А сок березовый — чудесный. Пьешь и не напьешься. Может, потому, что так медленно капает в банку. Выпьешь, и пока снова набежит, еще сильнее тянет пить…

Как-то с ребятами выбрались весной в лес и забыли с собой ножик. Опомнились далеко от дома, возвращаться не хотелось никому. Внимательно следили за дорогой — может, попадется подходящая железка. Василь увидел под ногами ржавый гвоздь, его подняли, и уже не такой бесцельной казалась прогулка в лес. Выровняли на пне ольховым поленом находку, проделали в корне молодой березы неглубокие отверстия, сорвали по сухому стеблю какой-то травы и тянули сладковатый терпкий напиток. Даже в голове от того смакования шумело. Никогда ему так больше не пилось, как в том весеннем лесу из корня молодой березы…

Он протянул руку, достал сбитую немецкой пулей зеленую, с рыжеватым налетом грушу, надкусил. От горечи свело скулы, облизал шершавые губы, вытер рукавом вспотевший лоб.

Немцы поднялись в атаку. Василь прикипел к пулемету. Еще есть целый боевой диск. А расстояние до врага потихоньку сокращается. Главное, не спешить. Но и не промедлить тот миг, после которого может быть уже поздно. Помни о Мише Смолине!..

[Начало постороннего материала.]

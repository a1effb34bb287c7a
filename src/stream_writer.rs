use std::io::Write;
use std::path::{Path, PathBuf};

use log::{debug, warn};

use crate::encoder::TypedWrite;
use crate::io::{DefaultFileSystem, FileSystem};
use crate::utils::{BinError, Result};

/// 流式写入器
///
/// 与 `BinaryWriter` 提供相同的写入方法，但每次写入都立即写到文件流，
/// 不在内存中保留内容。关闭后写入返回 `BinError::StreamClosed`；
/// 离开作用域时会自动关闭。
///
/// 底层写入失败时写入器随即关闭：已写入的字节数无法确定，`len()`
/// 只统计成功写入的块，之后的写入返回 `BinError::StreamClosed`。
pub struct StreamWriter {
    path: PathBuf,
    /// `None` 表示已关闭
    output: Option<Box<dyn Write + Send>>,
    /// 累计写入字节数
    length: u64,
}

impl StreamWriter {
    /// 创建输出文件，已存在时先删除
    pub fn create<P: AsRef<Path>>(path: P) -> Result<Self> {
        Self::create_with(&DefaultFileSystem, path, true)
    }

    /// 使用指定的文件系统实现创建输出文件
    ///
    /// 目标已存在且 `replace` 为 false 时返回 `BinError::AlreadyExists`。
    pub fn create_with<P: AsRef<Path>>(fs: &dyn FileSystem, path: P, replace: bool) -> Result<Self> {
        let path = path.as_ref();

        if fs.exists(path) {
            if !replace {
                return Err(BinError::AlreadyExists(path.to_path_buf()));
            }
            fs.delete_if_exists(path)?;
        }

        let output = fs.create_writable_stream(path)?;
        debug!("opened stream writer for {:?}", path);

        Ok(Self {
            path: path.to_path_buf(),
            output: Some(output),
            length: 0,
        })
    }

    /// 目标文件路径
    pub fn path(&self) -> &Path {
        &self.path
    }

    pub fn is_closed(&self) -> bool {
        self.output.is_none()
    }

    /// 刷新并关闭输出流，重复调用无副作用
    pub fn close(&mut self) -> Result<()> {
        if let Some(mut output) = self.output.take() {
            output.flush()?;
            debug!("closed stream writer for {:?} ({} bytes)", self.path, self.length);
        }
        Ok(())
    }
}

impl TypedWrite for StreamWriter {
    fn put_chunk(&mut self, chunk: Vec<u8>) -> Result<()> {
        let output = self.output.as_mut().ok_or(BinError::StreamClosed)?;
        if let Err(e) = output.write_all(&chunk) {
            warn!("write to {:?} failed, closing stream writer: {}", self.path, e);
            self.output = None;
            return Err(e.into());
        }
        self.length += chunk.len() as u64;
        Ok(())
    }

    fn len(&self) -> u64 {
        self.length
    }
}

impl Drop for StreamWriter {
    fn drop(&mut self) {
        if let Err(e) = self.close() {
            warn!("failed to flush stream writer for {:?}: {}", self.path, e);
        }
    }
}

impl std::fmt::Debug for StreamWriter {
    fn fmt(&self, f: &mut std::fmt::Formatter<'_>) -> std::fmt::Result {
        f.debug_struct("StreamWriter")
            .field("path", &self.path)
            .field("length", &self.length)
            .field("closed", &self.is_closed())
            .finish()
    }
}
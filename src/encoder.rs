use crate::datatypes::{
    bits_to_byte, decode_hex, encode_f32, encode_f64, encode_int, fit_allocation, parse_bit_string,
    Endian, IntKind, TextEncoding,
};
use crate::utils::Result;

/// 带类型的写入接口
///
/// `BinaryWriter`（内存累积）和 `StreamWriter`（直接写入文件流）共用这组方法，
/// 只需实现 `put_chunk` 和 `len`。整数写入方法接受任意可转为 `i128` 的整数，
/// 并在编码前校验目标宽度的可表示范围，校验失败时不会写入任何内容。
pub trait TypedWrite {
    /// 追加一段已编码的字节
    fn put_chunk(&mut self, chunk: Vec<u8>) -> Result<()>;

    /// 已写入的总字节数
    fn len(&self) -> u64;

    fn is_empty(&self) -> bool {
        self.len() == 0
    }

    fn write_bytes(&mut self, data: &[u8]) -> Result<()> {
        self.put_chunk(data.to_vec())
    }

    fn write_int(&mut self, kind: IntKind, endian: Endian, value: i128) -> Result<()> {
        let chunk = encode_int(kind, endian, value)?;
        self.put_chunk(chunk)
    }

    fn write_u8(&mut self, value: impl Into<i128>) -> Result<()> {
        self.write_int(IntKind::U8, Endian::Little, value.into())
    }

    fn write_i8(&mut self, value: impl Into<i128>) -> Result<()> {
        self.write_int(IntKind::I8, Endian::Little, value.into())
    }

    fn write_u16_le(&mut self, value: impl Into<i128>) -> Result<()> {
        self.write_int(IntKind::U16, Endian::Little, value.into())
    }

    fn write_u16_be(&mut self, value: impl Into<i128>) -> Result<()> {
        self.write_int(IntKind::U16, Endian::Big, value.into())
    }

    fn write_i16_le(&mut self, value: impl Into<i128>) -> Result<()> {
        self.write_int(IntKind::I16, Endian::Little, value.into())
    }

    fn write_i16_be(&mut self, value: impl Into<i128>) -> Result<()> {
        self.write_int(IntKind::I16, Endian::Big, value.into())
    }

    fn write_u24_le(&mut self, value: impl Into<i128>) -> Result<()> {
        self.write_int(IntKind::U24, Endian::Little, value.into())
    }

    fn write_u24_be(&mut self, value: impl Into<i128>) -> Result<()> {
        self.write_int(IntKind::U24, Endian::Big, value.into())
    }

    fn write_i24_le(&mut self, value: impl Into<i128>) -> Result<()> {
        self.write_int(IntKind::I24, Endian::Little, value.into())
    }

    fn write_i24_be(&mut self, value: impl Into<i128>) -> Result<()> {
        self.write_int(IntKind::I24, Endian::Big, value.into())
    }

    fn write_u32_le(&mut self, value: impl Into<i128>) -> Result<()> {
        self.write_int(IntKind::U32, Endian::Little, value.into())
    }

    fn write_u32_be(&mut self, value: impl Into<i128>) -> Result<()> {
        self.write_int(IntKind::U32, Endian::Big, value.into())
    }

    fn write_i32_le(&mut self, value: impl Into<i128>) -> Result<()> {
        self.write_int(IntKind::I32, Endian::Little, value.into())
    }

    fn write_i32_be(&mut self, value: impl Into<i128>) -> Result<()> {
        self.write_int(IntKind::I32, Endian::Big, value.into())
    }

    fn write_u64_le(&mut self, value: impl Into<i128>) -> Result<()> {
        self.write_int(IntKind::U64, Endian::Little, value.into())
    }

    fn write_u64_be(&mut self, value: impl Into<i128>) -> Result<()> {
        self.write_int(IntKind::U64, Endian::Big, value.into())
    }

    fn write_i64_le(&mut self, value: impl Into<i128>) -> Result<()> {
        self.write_int(IntKind::I64, Endian::Little, value.into())
    }

    fn write_i64_be(&mut self, value: impl Into<i128>) -> Result<()> {
        self.write_int(IntKind::I64, Endian::Big, value.into())
    }

    /// 单精度浮点，`f64` 收窄为 `f32` 时可能损失精度
    fn write_f32_le(&mut self, value: f64) -> Result<()> {
        self.put_chunk(encode_f32(value, Endian::Little))
    }

    fn write_f32_be(&mut self, value: f64) -> Result<()> {
        self.put_chunk(encode_f32(value, Endian::Big))
    }

    fn write_f64_le(&mut self, value: f64) -> Result<()> {
        self.put_chunk(encode_f64(value, Endian::Little))
    }

    fn write_f64_be(&mut self, value: f64) -> Result<()> {
        self.put_chunk(encode_f64(value, Endian::Big))
    }

    /// 按编码写入字符串
    ///
    /// 指定 `alloc` 时，不足部分补零；编码结果超过 `alloc` 时返回
    /// `BinError::AllocationOverflow`。
    fn write_string(&mut self, value: &str, encoding: TextEncoding, alloc: Option<usize>) -> Result<()> {
        let chunk = fit_allocation(encoding.encode(value)?, alloc)?;
        self.put_chunk(chunk)
    }

    fn write_ascii(&mut self, value: &str, alloc: Option<usize>) -> Result<()> {
        self.write_string(value, TextEncoding::Ascii, alloc)
    }

    fn write_latin1(&mut self, value: &str, alloc: Option<usize>) -> Result<()> {
        self.write_string(value, TextEncoding::Latin1, alloc)
    }

    fn write_utf8(&mut self, value: &str, alloc: Option<usize>) -> Result<()> {
        self.write_string(value, TextEncoding::Utf8, alloc)
    }

    /// 写入十六进制字符串表示的字节（允许 `0x` 前缀）
    fn write_hex(&mut self, value: &str, alloc: Option<usize>) -> Result<()> {
        let chunk = fit_allocation(decode_hex(value)?, alloc)?;
        self.put_chunk(chunk)
    }

    /// 写入字符串并追加一个 0 字节
    fn write_cstring(&mut self, value: &str, encoding: TextEncoding) -> Result<()> {
        let mut chunk = encoding.encode(value)?;
        chunk.push(0);
        self.put_chunk(chunk)
    }

    /// 写入 `count` 个 `fill` 字节
    fn write_padding(&mut self, count: usize, fill: u8) -> Result<()> {
        self.put_chunk(vec![fill; count])
    }

    fn write_bool(&mut self, value: bool) -> Result<()> {
        self.put_chunk(vec![value as u8])
    }

    /// 8 个位（高位在前）合成一个字节写入
    fn write_bits(&mut self, bits: [u8; 8]) -> Result<()> {
        let byte = bits_to_byte(bits)?;
        self.put_chunk(vec![byte])
    }

    /// 写入形如 `"01000001"` 的位串
    fn write_bit_string(&mut self, value: &str) -> Result<()> {
        let byte = parse_bit_string(value)?;
        self.put_chunk(vec![byte])
    }
}
pub mod gameweek;
pub mod points;
pub mod stats;

pub use gameweek::{simulate_gameweek, simulate_player_pool, GameweekResult, PlayerGameweek, PoolGameweek};
pub use points::{calculate_points, MatchStats, PointsBreakdown};
pub use stats::{generate_random_stats, ProviderStatLine, RecordedStats, SimulatedStats, StatSource};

Он не стрелял, и немцы двинулись на него беспорядочной гурьбой, толпясь друг перед другом. Все ближе и ближе их лица, искаженные гримасами бешеной радости. Василю слышен топот сапог, ему кажется, что они грохочут по его груди. Раненая рука слегка дергается, но усилием воли удается удержать эту дрожь.

Нервы у немцев сдают, они шагают все быстрее, и вот уже бегут, он слышит отрывистую немецкую брань — все, пора кончать! Нажимает на спуск, из ствола вылетают, сеются веером благословляемые ненавистью пули, и там, где они спотыкаются, падают мертвецы…

На какие-то секунды опередил Василь немцев, лишь на несколько секунд. Потому что сыпануло по нему градом пуль, и в один миг изрешетили они его. Но руки, прикипевшие намертво к пулемету, не выпустили оружие, и уже неживой, он продолжал стрелять, пока боек не ударил по последнему капсюлю последнего патрона.

И долго стояла тишина, пока фашисты наконец не отважились подойти к дичку…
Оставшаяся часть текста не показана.